Please repeat the lines below exactly. Begin with the line containing "filename src/ring/broadcast.rs" and go on through the line containing "construction always goes".

▶ [Record extracts]:
--- START ---
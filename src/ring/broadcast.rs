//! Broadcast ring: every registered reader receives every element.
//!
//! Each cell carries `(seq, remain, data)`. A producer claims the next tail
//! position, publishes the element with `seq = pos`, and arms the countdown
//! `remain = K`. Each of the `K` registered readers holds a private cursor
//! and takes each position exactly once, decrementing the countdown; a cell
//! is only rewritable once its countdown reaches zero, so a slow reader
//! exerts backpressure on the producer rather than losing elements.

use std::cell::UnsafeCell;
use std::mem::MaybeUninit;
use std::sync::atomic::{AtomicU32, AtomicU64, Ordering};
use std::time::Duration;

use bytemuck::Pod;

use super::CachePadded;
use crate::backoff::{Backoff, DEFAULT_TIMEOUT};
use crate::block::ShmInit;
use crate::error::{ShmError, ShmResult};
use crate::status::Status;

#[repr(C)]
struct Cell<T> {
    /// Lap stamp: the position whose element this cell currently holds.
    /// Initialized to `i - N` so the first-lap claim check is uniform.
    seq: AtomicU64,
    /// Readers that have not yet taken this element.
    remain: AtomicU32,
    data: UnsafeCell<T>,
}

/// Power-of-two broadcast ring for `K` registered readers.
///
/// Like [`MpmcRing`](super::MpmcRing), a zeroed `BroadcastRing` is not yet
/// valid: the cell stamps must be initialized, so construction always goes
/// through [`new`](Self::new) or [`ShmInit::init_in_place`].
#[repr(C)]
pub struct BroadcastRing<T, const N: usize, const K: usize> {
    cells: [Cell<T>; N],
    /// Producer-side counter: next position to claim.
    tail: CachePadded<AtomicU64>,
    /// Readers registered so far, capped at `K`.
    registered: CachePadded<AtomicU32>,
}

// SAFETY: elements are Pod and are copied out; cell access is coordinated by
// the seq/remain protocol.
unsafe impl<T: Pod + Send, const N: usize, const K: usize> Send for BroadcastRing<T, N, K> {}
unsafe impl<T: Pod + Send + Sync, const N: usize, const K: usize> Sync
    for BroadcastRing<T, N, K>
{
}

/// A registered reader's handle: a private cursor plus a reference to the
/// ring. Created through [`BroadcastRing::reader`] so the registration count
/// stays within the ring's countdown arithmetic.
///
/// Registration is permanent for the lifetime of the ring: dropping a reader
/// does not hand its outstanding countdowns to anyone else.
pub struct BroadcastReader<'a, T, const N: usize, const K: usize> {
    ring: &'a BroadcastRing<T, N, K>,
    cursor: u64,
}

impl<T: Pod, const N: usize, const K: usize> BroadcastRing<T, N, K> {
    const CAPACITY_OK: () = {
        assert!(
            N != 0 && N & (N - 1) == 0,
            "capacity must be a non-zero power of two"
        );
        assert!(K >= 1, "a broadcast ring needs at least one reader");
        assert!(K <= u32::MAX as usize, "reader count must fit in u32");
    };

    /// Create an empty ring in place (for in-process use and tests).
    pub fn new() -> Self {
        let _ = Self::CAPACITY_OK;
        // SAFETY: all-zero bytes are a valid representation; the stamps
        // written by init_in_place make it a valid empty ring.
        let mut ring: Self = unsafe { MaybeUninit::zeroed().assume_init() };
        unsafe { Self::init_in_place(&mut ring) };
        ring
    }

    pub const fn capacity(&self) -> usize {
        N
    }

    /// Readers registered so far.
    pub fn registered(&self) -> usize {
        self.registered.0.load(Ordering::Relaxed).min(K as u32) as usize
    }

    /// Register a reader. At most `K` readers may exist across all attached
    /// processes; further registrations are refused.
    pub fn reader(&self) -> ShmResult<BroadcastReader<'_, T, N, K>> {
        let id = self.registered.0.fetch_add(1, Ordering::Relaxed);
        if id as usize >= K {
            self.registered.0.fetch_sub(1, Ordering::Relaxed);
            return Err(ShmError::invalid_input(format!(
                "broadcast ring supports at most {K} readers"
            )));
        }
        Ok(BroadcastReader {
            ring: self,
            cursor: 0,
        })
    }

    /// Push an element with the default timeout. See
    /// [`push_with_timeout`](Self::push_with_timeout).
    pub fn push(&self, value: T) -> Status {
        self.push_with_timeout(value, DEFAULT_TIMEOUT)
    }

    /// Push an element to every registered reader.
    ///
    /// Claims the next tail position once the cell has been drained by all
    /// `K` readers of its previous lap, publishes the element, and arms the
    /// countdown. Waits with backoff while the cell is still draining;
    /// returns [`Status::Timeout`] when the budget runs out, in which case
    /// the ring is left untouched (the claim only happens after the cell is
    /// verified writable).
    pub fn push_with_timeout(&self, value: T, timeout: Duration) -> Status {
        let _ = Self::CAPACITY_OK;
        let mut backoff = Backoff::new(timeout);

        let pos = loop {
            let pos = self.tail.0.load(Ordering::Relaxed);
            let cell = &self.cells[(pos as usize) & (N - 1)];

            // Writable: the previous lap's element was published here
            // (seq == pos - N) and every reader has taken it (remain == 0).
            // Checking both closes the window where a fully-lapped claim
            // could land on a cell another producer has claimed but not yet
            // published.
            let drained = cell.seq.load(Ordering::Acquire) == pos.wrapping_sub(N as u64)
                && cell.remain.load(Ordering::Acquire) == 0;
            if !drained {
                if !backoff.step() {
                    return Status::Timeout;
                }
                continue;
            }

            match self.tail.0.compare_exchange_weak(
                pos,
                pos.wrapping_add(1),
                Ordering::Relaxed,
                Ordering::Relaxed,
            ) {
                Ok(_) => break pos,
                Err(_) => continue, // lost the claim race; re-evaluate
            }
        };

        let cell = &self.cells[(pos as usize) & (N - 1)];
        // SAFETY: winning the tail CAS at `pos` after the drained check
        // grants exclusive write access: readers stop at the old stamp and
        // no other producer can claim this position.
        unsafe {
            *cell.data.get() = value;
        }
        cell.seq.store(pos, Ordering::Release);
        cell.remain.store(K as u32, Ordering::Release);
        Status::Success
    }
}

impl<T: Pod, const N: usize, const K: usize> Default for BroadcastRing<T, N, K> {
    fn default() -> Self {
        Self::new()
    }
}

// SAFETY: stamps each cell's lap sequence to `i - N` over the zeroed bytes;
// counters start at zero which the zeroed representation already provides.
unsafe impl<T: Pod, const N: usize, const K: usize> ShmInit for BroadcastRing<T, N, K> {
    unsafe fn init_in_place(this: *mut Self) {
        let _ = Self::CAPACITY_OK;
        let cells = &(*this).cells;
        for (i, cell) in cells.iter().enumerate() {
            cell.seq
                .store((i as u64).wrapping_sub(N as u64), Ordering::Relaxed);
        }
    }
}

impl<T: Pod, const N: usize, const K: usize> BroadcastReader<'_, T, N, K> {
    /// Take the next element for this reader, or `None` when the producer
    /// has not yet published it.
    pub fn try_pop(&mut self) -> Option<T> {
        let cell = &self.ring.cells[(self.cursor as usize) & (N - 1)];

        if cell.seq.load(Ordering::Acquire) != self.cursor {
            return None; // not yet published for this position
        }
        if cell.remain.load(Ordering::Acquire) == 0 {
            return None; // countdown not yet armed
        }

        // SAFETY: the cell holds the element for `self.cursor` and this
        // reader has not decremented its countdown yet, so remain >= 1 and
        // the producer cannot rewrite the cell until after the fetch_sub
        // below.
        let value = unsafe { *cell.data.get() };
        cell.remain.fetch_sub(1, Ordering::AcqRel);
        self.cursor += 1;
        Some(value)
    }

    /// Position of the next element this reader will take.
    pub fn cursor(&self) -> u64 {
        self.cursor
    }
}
--- END ---
--- START ---
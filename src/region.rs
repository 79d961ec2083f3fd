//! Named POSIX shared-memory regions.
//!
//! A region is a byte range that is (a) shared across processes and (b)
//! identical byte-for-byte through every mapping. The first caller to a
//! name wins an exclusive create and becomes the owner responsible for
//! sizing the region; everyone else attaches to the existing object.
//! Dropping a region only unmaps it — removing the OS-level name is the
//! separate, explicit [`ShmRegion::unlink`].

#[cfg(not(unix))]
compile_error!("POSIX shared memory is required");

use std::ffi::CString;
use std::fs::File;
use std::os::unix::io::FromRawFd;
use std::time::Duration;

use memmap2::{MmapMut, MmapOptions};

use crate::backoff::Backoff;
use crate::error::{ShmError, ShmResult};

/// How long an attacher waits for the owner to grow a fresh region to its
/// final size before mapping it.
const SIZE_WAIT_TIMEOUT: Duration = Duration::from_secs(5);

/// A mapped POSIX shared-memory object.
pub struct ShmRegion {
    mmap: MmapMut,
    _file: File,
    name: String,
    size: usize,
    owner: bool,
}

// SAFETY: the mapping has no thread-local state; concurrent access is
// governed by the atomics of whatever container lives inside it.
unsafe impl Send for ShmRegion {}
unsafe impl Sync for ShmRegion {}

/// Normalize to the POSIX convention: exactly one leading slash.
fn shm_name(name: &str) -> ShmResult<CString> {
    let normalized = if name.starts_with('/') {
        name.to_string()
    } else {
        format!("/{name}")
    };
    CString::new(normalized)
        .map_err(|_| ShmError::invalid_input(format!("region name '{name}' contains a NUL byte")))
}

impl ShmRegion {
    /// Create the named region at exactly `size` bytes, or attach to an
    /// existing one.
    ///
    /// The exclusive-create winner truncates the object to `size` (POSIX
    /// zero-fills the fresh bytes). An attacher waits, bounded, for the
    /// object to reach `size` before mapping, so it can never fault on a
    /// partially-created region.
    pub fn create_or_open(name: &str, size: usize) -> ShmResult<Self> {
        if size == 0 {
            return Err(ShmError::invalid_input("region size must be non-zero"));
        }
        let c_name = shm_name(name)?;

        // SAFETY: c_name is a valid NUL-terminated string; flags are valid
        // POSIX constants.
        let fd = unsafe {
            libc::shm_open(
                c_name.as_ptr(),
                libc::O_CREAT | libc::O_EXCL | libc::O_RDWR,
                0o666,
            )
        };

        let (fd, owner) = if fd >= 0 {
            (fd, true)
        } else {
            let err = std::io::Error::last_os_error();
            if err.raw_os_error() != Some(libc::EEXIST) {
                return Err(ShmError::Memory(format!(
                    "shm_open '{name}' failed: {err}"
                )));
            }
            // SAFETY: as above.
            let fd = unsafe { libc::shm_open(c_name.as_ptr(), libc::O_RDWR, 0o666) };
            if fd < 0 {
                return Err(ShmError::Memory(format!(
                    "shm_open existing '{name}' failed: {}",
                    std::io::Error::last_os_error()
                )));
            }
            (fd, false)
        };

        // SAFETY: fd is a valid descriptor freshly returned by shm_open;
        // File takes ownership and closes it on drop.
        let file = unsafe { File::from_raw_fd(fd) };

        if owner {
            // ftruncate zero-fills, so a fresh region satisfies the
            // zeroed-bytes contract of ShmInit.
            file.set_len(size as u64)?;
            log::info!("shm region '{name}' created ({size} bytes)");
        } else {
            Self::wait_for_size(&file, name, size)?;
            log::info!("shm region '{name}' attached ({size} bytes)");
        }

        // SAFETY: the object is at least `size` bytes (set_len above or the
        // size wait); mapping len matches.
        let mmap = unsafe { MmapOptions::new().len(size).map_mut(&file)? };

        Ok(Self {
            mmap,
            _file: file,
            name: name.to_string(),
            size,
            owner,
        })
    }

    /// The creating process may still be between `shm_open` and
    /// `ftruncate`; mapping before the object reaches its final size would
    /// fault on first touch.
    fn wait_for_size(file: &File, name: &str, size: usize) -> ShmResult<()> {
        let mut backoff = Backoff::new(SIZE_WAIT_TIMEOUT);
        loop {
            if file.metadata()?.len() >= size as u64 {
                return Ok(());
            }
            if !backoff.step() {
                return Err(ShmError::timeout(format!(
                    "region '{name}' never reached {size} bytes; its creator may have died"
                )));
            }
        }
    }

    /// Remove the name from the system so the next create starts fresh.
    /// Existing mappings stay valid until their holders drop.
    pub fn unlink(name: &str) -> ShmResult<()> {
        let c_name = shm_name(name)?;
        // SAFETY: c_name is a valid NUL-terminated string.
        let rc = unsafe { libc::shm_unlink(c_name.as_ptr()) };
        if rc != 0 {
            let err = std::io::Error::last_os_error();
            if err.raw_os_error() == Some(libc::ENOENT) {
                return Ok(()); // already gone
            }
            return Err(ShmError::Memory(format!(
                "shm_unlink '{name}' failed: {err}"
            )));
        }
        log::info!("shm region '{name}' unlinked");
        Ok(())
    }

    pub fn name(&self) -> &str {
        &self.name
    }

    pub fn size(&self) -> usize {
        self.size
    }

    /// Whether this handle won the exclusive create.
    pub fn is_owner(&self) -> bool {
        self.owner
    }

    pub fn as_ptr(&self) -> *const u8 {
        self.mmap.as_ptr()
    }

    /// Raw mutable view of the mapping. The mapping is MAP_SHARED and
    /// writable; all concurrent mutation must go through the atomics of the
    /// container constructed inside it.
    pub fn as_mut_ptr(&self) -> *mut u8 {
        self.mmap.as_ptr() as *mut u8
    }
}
--- END ---
▶ [Exercise solution]:
filename src/ring/broadcast.rs
//! Broadcast ring: every registered reader receives every element.
//!
//! Each cell carries `(seq, remain, data)`. A producer claims the next tail
//! position, publishes the element with `seq = pos`, and arms the countdown
//! `remain = K`. Each of the `K` registered readers holds a private cursor
//! and takes each position exactly once, decrementing the countdown; a cell
//! is only rewritable once its countdown reaches zero, so a slow reader
//! exerts backpressure on the producer rather than losing elements.

use std::cell::UnsafeCell;
use std::mem::MaybeUninit;
use std::sync::atomic::{AtomicU32, AtomicU64, Ordering};
use std::time::Duration;

use bytemuck::Pod;

use super::CachePadded;
use crate::backoff::{Backoff, DEFAULT_TIMEOUT};
use crate::block::ShmInit;
use crate::error::{ShmError, ShmResult};
use crate::status::Status;

#[repr(C)]
struct Cell<T> {
    /// Lap stamp: the position whose element this cell currently holds.
    /// Initialized to `i - N` so the first-lap claim check is uniform.
    seq: AtomicU64,
    /// Readers that have not yet taken this element.
    remain: AtomicU32,
    data: UnsafeCell<T>,
}

/// Power-of-two broadcast ring for `K` registered readers.
///
/// Like [`MpmcRing`](super::MpmcRing), a zeroed `BroadcastRing` is not yet
/// valid: the cell stamps must be initialized, so construction always goes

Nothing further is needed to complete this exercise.